TIME DOMAIN ANALYSIS OF SPIROGRAMS

Abstract

Spirograms are widely used simple tests of ventilatory lung function. This thesis evaluates their analysis in the time domain as a means of improving their yield of diagnostic information. The most precise method for recording spirograms was determined. Errors due to non-instantaneous cooling of gas within spirometers were found to be greater than the known non-linearity of pneumotachographs when recording simulated spirograms.

The analysis of spirograms inthe time domain involves considering the spirogram as a cumulative distribution of transit times and deriving the statistical moments of this distribution. A valid procedure for comparing the moments of truncated spirograms has been proposed and these truncated moments have been shown to be highly reproducible within individuals and retain discriminatory ability. A multi-exponential model of the spirogram has been considered in detail as a means of overcoming errors inherent in the moments of some spirograms. The most satisfactory technique for applying this model to describe spirograms has been determined and the model was found to reflect correctly abnormalities in spirograms for commonly found ventilatory disorders.
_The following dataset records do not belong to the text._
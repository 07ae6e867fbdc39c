//
//  registration.rs
//  RouteLens
//
//  Pass 3 of route detection: `<expr>.<verb>('<path>', ...handlers)`.
//

use std::path::PathBuf;

use tree_sitter::Node;

use super::bindings::{ImportTable, PrefixTable};
use super::types::{
    join_route_path, normalize_route_path, DetectedRoute, HttpMethod, LineSpan, ANONYMOUS_HANDLER,
};
use crate::parser::helpers::{end_line, node_text, start_line, string_literal_value, walk_tree};
use crate::parser::syntax::{identifier, simple_member, CallExpr};
use crate::parser::{SourceFile, Syntax};

/// A route as seen inside its own file, before cross-file mounts apply.
#[derive(Debug, Clone)]
pub struct RegisteredRoute {
    pub route: DetectedRoute,
    /// True when the receiver had a prefix registered in this same file.
    pub locally_prefixed: bool,
}

/// How the last registration argument was interpreted.
#[derive(Debug, Clone, Default, PartialEq, Eq)]
struct HandlerInfo {
    handler: String,
    controller_file: Option<PathBuf>,
    controller_function: Option<String>,
    inline_span: Option<LineSpan>,
}

/// Collect every route registration in a file.
pub fn collect_routes(
    file: &SourceFile,
    imports: &ImportTable,
    prefixes: &PrefixTable,
) -> Vec<RegisteredRoute> {
    let source = file.source();
    let mut routes = Vec::new();

    walk_tree(file.root(), |node| {
        let Syntax::Call(call) = Syntax::of(node, source) else {
            return;
        };
        if let Some(route) = registration(&call, file, imports, prefixes) {
            routes.push(route);
        }
    });

    routes
}

fn registration(
    call: &CallExpr,
    file: &SourceFile,
    imports: &ImportTable,
    prefixes: &PrefixTable,
) -> Option<RegisteredRoute> {
    let source = file.source();
    let Syntax::Member(callee) = Syntax::of(call.callee, source) else {
        return None;
    };
    let method = HttpMethod::from_name(identifier(callee.property, source)?)?;

    // Either `router.get('/path', ...)` or `router.route('/path').get(...)`.
    let (literal, receiver, handler_args) = match call.arguments.first() {
        Some(first) if string_literal_value(first, source).is_some() => (
            string_literal_value(first, source)?,
            identifier(callee.object, source),
            &call.arguments[1..],
        ),
        _ => {
            let (literal, receiver) = route_chain(callee.object, source)?;
            (literal, receiver, &call.arguments[..])
        }
    };

    if !looks_like_route_path(literal) || handler_args.is_empty() {
        return None;
    }

    let prefix = receiver.and_then(|r| prefixes.resolve(r));
    let path = match &prefix {
        Some(prefix) => join_route_path(prefix, literal),
        None => normalize_route_path(literal),
    };

    let (last, middleware_args) = handler_args.split_last()?;
    let middlewares = middleware_args
        .iter()
        .filter_map(|arg| identifier(*arg, source))
        .map(str::to_string)
        .collect();
    let info = describe_handler(*last, source, imports, 0);

    Some(RegisteredRoute {
        locally_prefixed: prefix.is_some(),
        route: DetectedRoute {
            method,
            path,
            file_path: file.path().to_path_buf(),
            line: start_line(&call.node),
            middlewares,
            handler: info.handler,
            router_prefix: prefix,
            controller_file_path: info.controller_file,
            controller_function: info.controller_function,
            inline_span: info.inline_span,
        },
    })
}

/// Walk `x.route('/p').get(a).post(b)` back to the `route('/p')` call.
fn route_chain<'a>(mut receiver: Node<'a>, source: &'a str) -> Option<(&'a str, Option<&'a str>)> {
    loop {
        let Syntax::Call(call) = Syntax::of(receiver, source) else {
            return None;
        };
        let Syntax::Member(member) = Syntax::of(call.callee, source) else {
            return None;
        };
        let name = identifier(member.property, source)?;
        if name == "route" {
            let literal = string_literal_value(call.arguments.first()?, source)?;
            return Some((literal, identifier(member.object, source)));
        }
        HttpMethod::from_name(name)?;
        receiver = member.object;
    }
}

/// Express paths start with `/` (or are a bare wildcard); this keeps
/// `cache.get('key', fallback)` and `app.get('env')` out.
fn looks_like_route_path(literal: &str) -> bool {
    literal.starts_with('/') || literal.starts_with('*')
}

fn describe_handler(node: Node, source: &str, imports: &ImportTable, depth: usize) -> HandlerInfo {
    match Syntax::of(node, source) {
        Syntax::Identifier(name) => {
            let imported = imports.functions.get(name);
            HandlerInfo {
                handler: name.to_string(),
                controller_file: imported.map(|i| i.file.clone()),
                controller_function: imported.map(|i| i.exported.clone()),
                inline_span: None,
            }
        }
        Syntax::Member(_) => match simple_member(node, source) {
            Some((object, method)) => {
                let file = imports.file_of(object).cloned();
                HandlerInfo {
                    handler: format!("{object}.{method}"),
                    controller_function: file.as_ref().map(|_| method.to_string()),
                    controller_file: file,
                    inline_span: None,
                }
            }
            None => HandlerInfo {
                handler: node_text(&node, source).to_string(),
                ..Default::default()
            },
        },
        Syntax::FunctionExpr => HandlerInfo {
            handler: ANONYMOUS_HANDLER.to_string(),
            inline_span: Some(LineSpan {
                start: start_line(&node),
                end: end_line(&node),
            }),
            ..Default::default()
        },
        // asyncHandler(createUser), catchErrors(ctrl.create)
        Syntax::Call(call) if depth == 0 => call
            .arguments
            .iter()
            .find(|arg| {
                matches!(
                    Syntax::of(**arg, source),
                    Syntax::Identifier(_) | Syntax::Member(_) | Syntax::FunctionExpr
                )
            })
            .map(|arg| describe_handler(*arg, source, imports, depth + 1))
            .unwrap_or_else(anonymous),
        Syntax::Call(_)
        | Syntax::StringLiteral(_)
        | Syntax::FunctionDecl { .. }
        | Syntax::VariableDeclarator { .. }
        | Syntax::Assignment { .. }
        | Syntax::Method { .. }
        | Syntax::Import { .. }
        | Syntax::Other => anonymous(),
    }
}

fn anonymous() -> HandlerInfo {
    HandlerInfo {
        handler: ANONYMOUS_HANDLER.to_string(),
        ..Default::default()
    }
}

#[cfg(test)]
mod tests {
    use super::*;
    use crate::parser::{parse_source, SupportedLanguage};
    use crate::routes::bindings::{collect_imports, collect_prefixes};
    use std::path::Path;

    fn routes_of(src: &str) -> Vec<DetectedRoute> {
        let file = parse_source(
            Path::new("/virtual/routes.js"),
            src.to_string(),
            SupportedLanguage::JavaScript,
        )
        .unwrap();
        let imports = collect_imports(&file);
        let prefixes = collect_prefixes(&file);
        collect_routes(&file, &imports, &prefixes)
            .into_iter()
            .map(|r| r.route)
            .collect()
    }

    #[test]
    fn test_basic_registrations() {
        let routes = routes_of(
            r#"
const router = express.Router();
router.get('/users', listUsers);
router.POST('/users', auth, validate, createUser);
router.delete('/users/:id', auth, removeUser);
"#,
        );
        assert_eq!(routes.len(), 3);
        assert_eq!(routes[0].method, HttpMethod::Get);
        assert_eq!(routes[0].path, "/users");
        assert_eq!(routes[0].line, 3);
        assert_eq!(routes[0].handler, "listUsers");
        assert_eq!(routes[1].method, HttpMethod::Post);
        assert_eq!(routes[1].middlewares, vec!["auth", "validate"]);
        assert_eq!(routes[2].path, "/users/:id");
        assert_eq!(routes[2].handler, "removeUser");
    }

    #[test]
    fn test_local_prefix_applies() {
        let routes = routes_of(
            r#"
const router = express.Router();
app.use('/api/', router);
router.get('/users/:id', getUser);
app.get('/health', ping);
"#,
        );
        assert_eq!(routes[0].path, "/api/users/:id");
        assert_eq!(routes[0].router_prefix.as_deref(), Some("/api/"));
        assert_eq!(routes[1].path, "/health");
        assert_eq!(routes[1].router_prefix, None);
    }

    #[test]
    fn test_handler_shapes() {
        let routes = routes_of(
            r#"
router.get('/a', userController.list);
router.post('/b', async (req, res) => {
  res.json(req.body);
});
router.put('/c', asyncHandler(updateThing));
router.patch('/d', this.ctrl.patch);
router.head('/e', [a, b]);
"#,
        );
        assert_eq!(routes[0].handler, "userController.list");
        assert_eq!(routes[0].controller_file_path, None);
        assert_eq!(routes[1].handler, ANONYMOUS_HANDLER);
        assert_eq!(routes[1].inline_span, Some(LineSpan { start: 3, end: 5 }));
        assert_eq!(routes[2].handler, "updateThing");
        assert_eq!(routes[3].handler, "this.ctrl.patch");
        assert_eq!(routes[4].handler, ANONYMOUS_HANDLER);
    }

    #[test]
    fn test_non_routes_are_ignored() {
        let routes = routes_of(
            r#"
app.get('env');
cache.get('user:1', fallback);
const x = map.get(key);
app.all('/any', handler);
app.use('/static', express.static('public'));
"#,
        );
        assert!(routes.is_empty());
    }

    #[test]
    fn test_route_chain() {
        let routes = routes_of(
            r#"
app.use('/api', router);
router.route('/items/:id').get(getItem).put(auth, updateItem);
"#,
        );
        assert_eq!(routes.len(), 2);
        let methods: Vec<_> = routes.iter().map(|r| r.method).collect();
        assert!(methods.contains(&HttpMethod::Get));
        assert!(methods.contains(&HttpMethod::Put));
        assert!(routes.iter().all(|r| r.path == "/api/items/:id"));
        let put = routes.iter().find(|r| r.method == HttpMethod::Put).unwrap();
        assert_eq!(put.middlewares, vec!["auth"]);
        assert_eq!(put.handler, "updateItem");
    }
}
A cross-sectional population survey of a male workforce was carried out to determine whether time domain analysis of spirograms detects abnormalities hitherto unappreciated. Normal values for conventional and time domain spirometric indices were determined. Smokers were found to have two types of spirogram abnormality previously not recognised. The more commonly found abnormality was evident early within the spirogram, and the other was only evident in the tail of the spirogram. These findings do not agree with current hypotheses that smoking damage should be first manifest in the terminal part of a maximal forced expiratory manoeuvre. Alternative hypotheses are proposed. Time domain analysis of spirograms has been found to demonstrate hitherto unrecognised changes in spirograms due to smoking.